The clouds appeared adrift upon the skies.

I feel adrift in this city.

 

Moving pictures
As I woke up, I watched the clouds moving through the picture frame of the window, colliding, rushing onward, separating, thinning, pure white wisps masking bright blue sky. Beautiful, calm, peaceful. The air was brisk, the breeze had a bite.

It's threatening to frost tomorrow night (so early, the jetstream has taken off on an unseasonable southerly vacation). I don't think it will, but perhaps it is time to bring in some of the houseplants on the patio.

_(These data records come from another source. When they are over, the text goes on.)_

use chrono::{DateTime, Utc};
use serde::{Deserialize, Serialize};

/// 论文检索为空时注入提示词的哨兵文本
pub const NO_PAPERS_SENTINEL: &str = "No papers found for the given topic.";

/// 论文检索网络失败时的哨兵文本（非2xx状态另带状态码）
pub const PAPERS_FETCH_FAILED_SENTINEL: &str = "Failed to fetch papers for the given topic.";

/// 单篇论文条目，顺序保持协作方返回的原始顺序
#[derive(Debug, Clone, Serialize, Deserialize, PartialEq)]
pub struct PaperEntry {
    pub title: String,
    pub url: String,
}

/// 论文检索结果 — 显式的带标签结果类型，失败降级为哨兵文本而不是向上抛错
#[derive(Debug, Clone, Serialize, Deserialize, PartialEq)]
pub enum PaperLookup {
    /// 检索到的论文，最多保留前15条
    Found(Vec<PaperEntry>),
    /// 2xx响应但结果为空
    Empty,
    /// 请求失败，携带哨兵文本
    Failed(String),
}

impl PaperLookup {
    /// 注入提示词的文本形式
    pub fn to_prompt_text(&self) -> String {
        match self {
            PaperLookup::Found(papers) => papers
                .iter()
                .map(|paper| format!("{}: {}", paper.title, paper.url))
                .collect::<Vec<_>>()
                .join("\n"),
            PaperLookup::Empty => NO_PAPERS_SENTINEL.to_string(),
            PaperLookup::Failed(sentinel) => sentinel.clone(),
        }
    }
}

/// 一次主题调研的完整上下文。按主题构建一次，在缓存窗口内整体复用，
/// 过期后由新实例整体替换，绝不原地修改
#[derive(Debug, Clone, Serialize, Deserialize, PartialEq)]
pub struct ResearchContext {
    /// 网络搜索摘要，抓取失败时为空字符串
    pub web_summary: String,
    /// 论文检索结果
    pub papers: PaperLookup,
    /// 抓取时间
    pub fetched_at: DateTime<Utc>,
}

impl ResearchContext {
    pub fn new(web_summary: String, papers: PaperLookup) -> Self {
        Self {
            web_summary,
            papers,
            fetched_at: Utc::now(),
        }
    }
}
use anyhow::Result;
use colored::Colorize;

use crate::config::Config;
use crate::generator::context::GeneratorContext;
use crate::generator::{compose, ideate, outlet, research};
use crate::types::request::GenerationRequest;

/// 启动创意生成工作流：调研 → 组装 → 生成 → 落盘。
/// 一次用户提交对应一次完整的流水线执行，各阶段顺序串行
pub async fn launch(config: &Config, request: &GenerationRequest) -> Result<()> {
    let context = GeneratorContext::new(config.clone())?;

    println!(
        "{}",
        config.theme.banner().color(config.theme.accent()).bold()
    );

    // 调研阶段：抓取网络摘要与相关论文（失败各自降级，不会中断流水线）
    research::execute(&context, request).await?;

    // 组装阶段：根据请求与调研上下文渲染提示词
    let prompt = compose::execute(&context, request).await?;

    // 生成阶段：调用模型产出创意（dry-run时跳过）
    let generation = if context.config.dry_run {
        println!("🧪 dry-run模式：跳过模型调用，仅输出提示词预览");
        Ok(())
    } else {
        ideate::execute(&context, request, &prompt).await
    };

    // 无论生成是否成功，资源视图都要落盘
    outlet::save(&context, request).await?;

    if context.config.verbose {
        let report = context.cache_manager.read().await.report();
        println!(
            "📊 缓存统计: 命中 {} / 未命中 {} / 写入 {}",
            report.hits, report.misses, report.writes
        );
    }

    generation?;

    println!("\n{}", config.theme.footer().color(config.theme.accent()));
    Ok(())
}
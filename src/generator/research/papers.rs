use serde_json::Value;
use std::time::Duration;

use crate::config::PapersConfig;
use crate::types::research::{PAPERS_FETCH_FAILED_SENTINEL, PaperEntry, PaperLookup};

/// 论文检索子调用 — 从不向上抛错：
/// 网络失败与非2xx状态都降级为哨兵文本，空结果返回Empty
pub async fn fetch_papers(config: &PapersConfig, topic: &str) -> PaperLookup {
    let client = match reqwest::Client::builder()
        .timeout(Duration::from_secs(config.timeout_seconds))
        .build()
    {
        Ok(client) => client,
        Err(e) => {
            eprintln!("⚠️ 论文检索客户端初始化失败: {}", e);
            return PaperLookup::Failed(PAPERS_FETCH_FAILED_SENTINEL.to_string());
        }
    };

    let response = match client
        .get(&config.api_base_url)
        .query(&[("q", topic)])
        .send()
        .await
    {
        Ok(response) => response,
        Err(e) => {
            eprintln!("⚠️ 论文检索请求失败: {}", e);
            return PaperLookup::Failed(PAPERS_FETCH_FAILED_SENTINEL.to_string());
        }
    };

    if !response.status().is_success() {
        return PaperLookup::Failed(format!(
            "API error with status code {}",
            response.status().as_u16()
        ));
    }

    match response.json::<Value>().await {
        Ok(body) => parse_papers_response(&body, config.max_results),
        Err(e) => {
            eprintln!("⚠️ 论文检索响应解析失败: {}", e);
            PaperLookup::Failed(PAPERS_FETCH_FAILED_SENTINEL.to_string())
        }
    }
}

/// 解析PapersWithCode检索响应。
/// 只取前max_results条并保持协作方返回的原始顺序，不做任何重排；
/// 字段形状不符时回退到固定的默认文案
pub fn parse_papers_response(body: &Value, max_results: usize) -> PaperLookup {
    let results = match body.get("results").and_then(Value::as_array) {
        Some(results) if !results.is_empty() => results,
        _ => return PaperLookup::Empty,
    };

    let papers = results
        .iter()
        .take(max_results)
        .map(|entry| PaperEntry {
            title: entry
                .pointer("/paper/title")
                .and_then(Value::as_str)
                .unwrap_or("No Title")
                .to_string(),
            url: entry
                .pointer("/paper/url_abs")
                .and_then(Value::as_str)
                .unwrap_or("No URL")
                .to_string(),
        })
        .collect();

    PaperLookup::Found(papers)
}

The chrysanthemums are just starting to bloom. The perennial plumbago is in full bloom, and the pineapple sage is just no showing red on its unfurling spikes. The wave petunias did not weather September well; they are barely hanging on. The impatiens are still blooming, though legy and a little sparse. One of the delphiniums appears set to rebloom.

 

m S E P T E M B E R   2 9 ,   2 0 0 3

Cleaned the garage
Or thought I did, anyway -- I can hardly tell the hours of work that went into it.

Also planted a few pansies in the window boxes and hanging baskets in the back garden.

 

Cruising the Brewery District for Book of Lists photos
A lawyer wanted to know why we were taking picutres of his building. It was being renovated, and the front pillars were down. He assured us they would be back up soon, they were supposed to be already, and please come back and take pictures then.

He said the structure had been originally located in the path of I-70, had been cut in two, moved and reassembled where it stands now.

I frequently wonder what was lost to make way for the interstates, and what the neighborhoods looked like when Old Oaks and Olde Towne were part of the same "Silk Stocking" neighborhood; when great-grandfather was pastor of Old Trinity at Third and Fulton downtown, just north of I-70, and Old Trinity was part of German Village, now south of I-70; when Milo-Grogan was not bisected by I-71, and Mt. Vernon was not physically separated from downtown by the same interstate.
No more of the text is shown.